The first line of interest is;

lc.subscribe(self, r'test-multihosting:worker-10:[-a-f0-9]+')

This server() is registering interest in any name matching a pattern. The trailing field is a regular expression that will generally match the text version of a UUID.

To try out this new arrangement;

$ layer-cake destroy
$ layer-cake create
$ layer-cake add test_server_10.py server
$ layer-cake add test_worker_10.py worker --role-count=8

An initial destroy command deletes the previous definition of the composite process. The add command accepts a --role-count parameter that is used to add multiple instances of the same module. Decoration of the instance name with an ordinal number is automated;

$ layer-cake list --long-listing
server      /home/.../multihosting/test_server_10.py 4/7/500
worker-0    /home/.../multihosting/test_worker_10.py 4/7/502
worker-1    /home/.../multihosting/test_worker_10.py 4/7/502
worker-2    /home/.../multihosting/test_worker_10.py 4/7/502
worker-3    /home/.../multihosting/test_worker_10.py 4/7/502
worker-4    /home/.../multihosting/test_worker_10.py 4/7/502
worker-5    /home/.../multihosting/test_worker_10.py 4/7/502
worker-6    /home/.../multihosting/test_worker_10.py 4/7/502
worker-7    /home/.../multihosting/test_worker_10.py 4/7/502

Go ahead and run this latest service;

$ layer-cake run --debug-level=DEBUG
<0000000e>ListenConnect - Created by <00000001>
<0000000e>ListenConnect - Received Start from <00000001>
...
<00000012>layer_cake - run (...,home_path=.../multihosting/.layer-cake)
<00000013>head_lock - Created by <00000012>
<00000013>head_lock - Sent Ready to <00000012>
<00000012>layer_cake - Received "Ready" from <19>
...
<0000001c>ProcessObject[INITIAL] - Created by <00000012>
<0000001c>ProcessObject[INITIAL] - Received Start from <00000012>
<0000001c>ProcessObject[INITIAL] - .../group-cake ... .../.layer-cake
<0000001c>ProcessObject[INITIAL] - Started process (1559661)
...
<00000012>Group[INITIAL] - Created by <00000011>
<00000012>Group[INITIAL] - Received Start from <00000011>
...
<0000000e>ListenConnect - Listening on "127.0.0.1:43745", ...
...
<00000013>ProcessObject[INITIAL] - Created by <00000012>
<00000014>ProcessObject[INITIAL] - Created by <00000012>
<00000015>ProcessObject[INITIAL] - Created by <00000012>
<00000016>ProcessObject[INITIAL] - Created by <00000012>
...
<00000013>ProcessObject[INITIAL] - Received Start from <00000012>
<00000013>ProcessObject[INITIAL] - .../python3 .../test_worker_10.py ...
...
<00000014>ProcessObject[INITIAL] - .../python3 .../test_server_10.py ...

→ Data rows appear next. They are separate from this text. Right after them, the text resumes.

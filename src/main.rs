//! Libris Server - Library Management System
//!
//! REST API server for the book catalog, loans, and fines.

use axum::{
    routing::{delete, get, post, put},
    Router,
};
use sqlx::postgres::PgPoolOptions;
use std::net::SocketAddr;
use std::sync::Arc;
use tower_http::{
    cors::{Any, CorsLayer},
    trace::TraceLayer,
};
use tracing_subscriber::{layer::SubscriberExt, util::SubscriberInitExt};

use libris_server::{api, config::AppConfig, repository::Repository, services::Services, AppState};

#[tokio::main]
async fn main() -> anyhow::Result<()> {
    // Load environment variables from .env file
    dotenvy::dotenv().ok();

    // Load configuration
    let config = AppConfig::load().expect("Failed to load configuration");

    // Initialize tracing
    let filter = tracing_subscriber::EnvFilter::try_from_default_env()
        .unwrap_or_else(|_| format!("libris_server={},tower_http=debug", config.logging.level).into());

    tracing_subscriber::registry()
        .with(filter)
        .with(tracing_subscriber::fmt::layer())
        .init();

    tracing::info!("Starting Libris Server v{}", env!("CARGO_PKG_VERSION"));

    // Create database connection pool
    let pool = PgPoolOptions::new()
        .max_connections(config.database.max_connections)
        .min_connections(config.database.min_connections)
        .connect(&config.database.url)
        .await
        .expect("Failed to connect to database");

    tracing::info!("Connected to database");

    // Run migrations
    sqlx::migrate!("./migrations")
        .run(&pool)
        .await
        .expect("Failed to run database migrations");

    tracing::info!("Database migrations completed");

    // Save server address before moving config
    let server_host = config.server.host.clone();
    let server_port = config.server.port;

    // Create repository and services
    let repository = Repository::new(pool);
    let services = Services::new(repository, config.auth.clone());

    // Create the default admin account on first start
    services
        .users
        .ensure_default_admin(&config.bootstrap)
        .await
        .expect("Failed to ensure default admin account");

    // Create application state
    let state = AppState {
        config: Arc::new(config),
        services: Arc::new(services),
    };

    // Build router
    let app = create_router(state);

    // Start server
    let addr = SocketAddr::new(
        server_host.parse().expect("Invalid host address"),
        server_port,
    );

    tracing::info!("Server listening on http://{}", addr);

    let listener = tokio::net::TcpListener::bind(addr).await?;
    axum::serve(listener, app).await?;

    Ok(())
}

/// Create the application router with all routes
fn create_router(state: AppState) -> Router {
    // CORS configuration
    let cors = CorsLayer::new()
        .allow_origin(Any)
        .allow_methods(Any)
        .allow_headers(Any);

    // API v1 routes
    let api_v1 = Router::new()
        // Health check
        .route("/health", get(api::health::health_check))
        .route("/ready", get(api::health::readiness_check))
        // Authentication
        .route("/auth/login", post(api::auth::login))
        .route("/auth/signup", post(api::auth::signup))
        .route("/auth/me", get(api::auth::me))
        .route("/auth/profile", put(api::auth::update_profile))
        // Books (catalog)
        .route("/books", get(api::books::list_books))
        .route("/books", post(api::books::create_book))
        .route("/books/:id", get(api::books::get_book))
        .route("/books/:id", put(api::books::update_book))
        .route("/books/:id", delete(api::books::delete_book))
        // Users
        .route("/users", get(api::users::list_users))
        .route("/users/:id", get(api::users::get_user))
        .route("/users/:id", delete(api::users::delete_user))
        .route("/users/:id/loans", get(api::users::get_user_loans))
        .route("/users/:id/loans/history", get(api::users::get_user_history))
        .route("/users/:id/fines", get(api::users::get_user_fines))
        .route(
            "/users/:id/fines/outstanding",
            get(api::users::get_outstanding_fines),
        )
        .route("/users/:id/summary", get(api::users::get_user_summary))
        // Loans
        .route("/loans", post(api::loans::borrow))
        .route("/loans/:id/return", post(api::loans::return_loan))
        // Fines
        .route("/fines", post(api::fines::create_fine))
        .route("/fines/:id/pay", post(api::fines::pay_fine))
        // Statistics
        .route("/stats", get(api::stats::get_stats))
        .route("/stats/genres", get(api::stats::get_genre_histogram))
        .with_state(state);

    // OpenAPI documentation
    let openapi = api::openapi::create_openapi_router();

    Router::new()
        .nest("/api/v1", api_v1)
        .merge(openapi)
        .layer(TraceLayer::new_for_http())
        .layer(cors)
}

The logs show the server() being notified of the presence of a worker() and the information being passed onto the spool. This process is repeated the expected number of times. A view of the hierarchy of processes created by the layer-cake run command, is available through the layer-cake network command. The proper use of this command is described in the following section.

A final implementation of multihosting has been included, i.e. test_server_11.py. Load testing of the service highlighted those areas that struggled as load increased. Generally these could be tuned away using configuration values in the network service. Under extreme load the network stack will shutdown the listen, resulting in a NotListening message arriving at the server(). This final implementation takes a more careful approach to termination, performing a managed termination of the spool and the subscription. See the following section for notes on configuring a group for automatic restarts.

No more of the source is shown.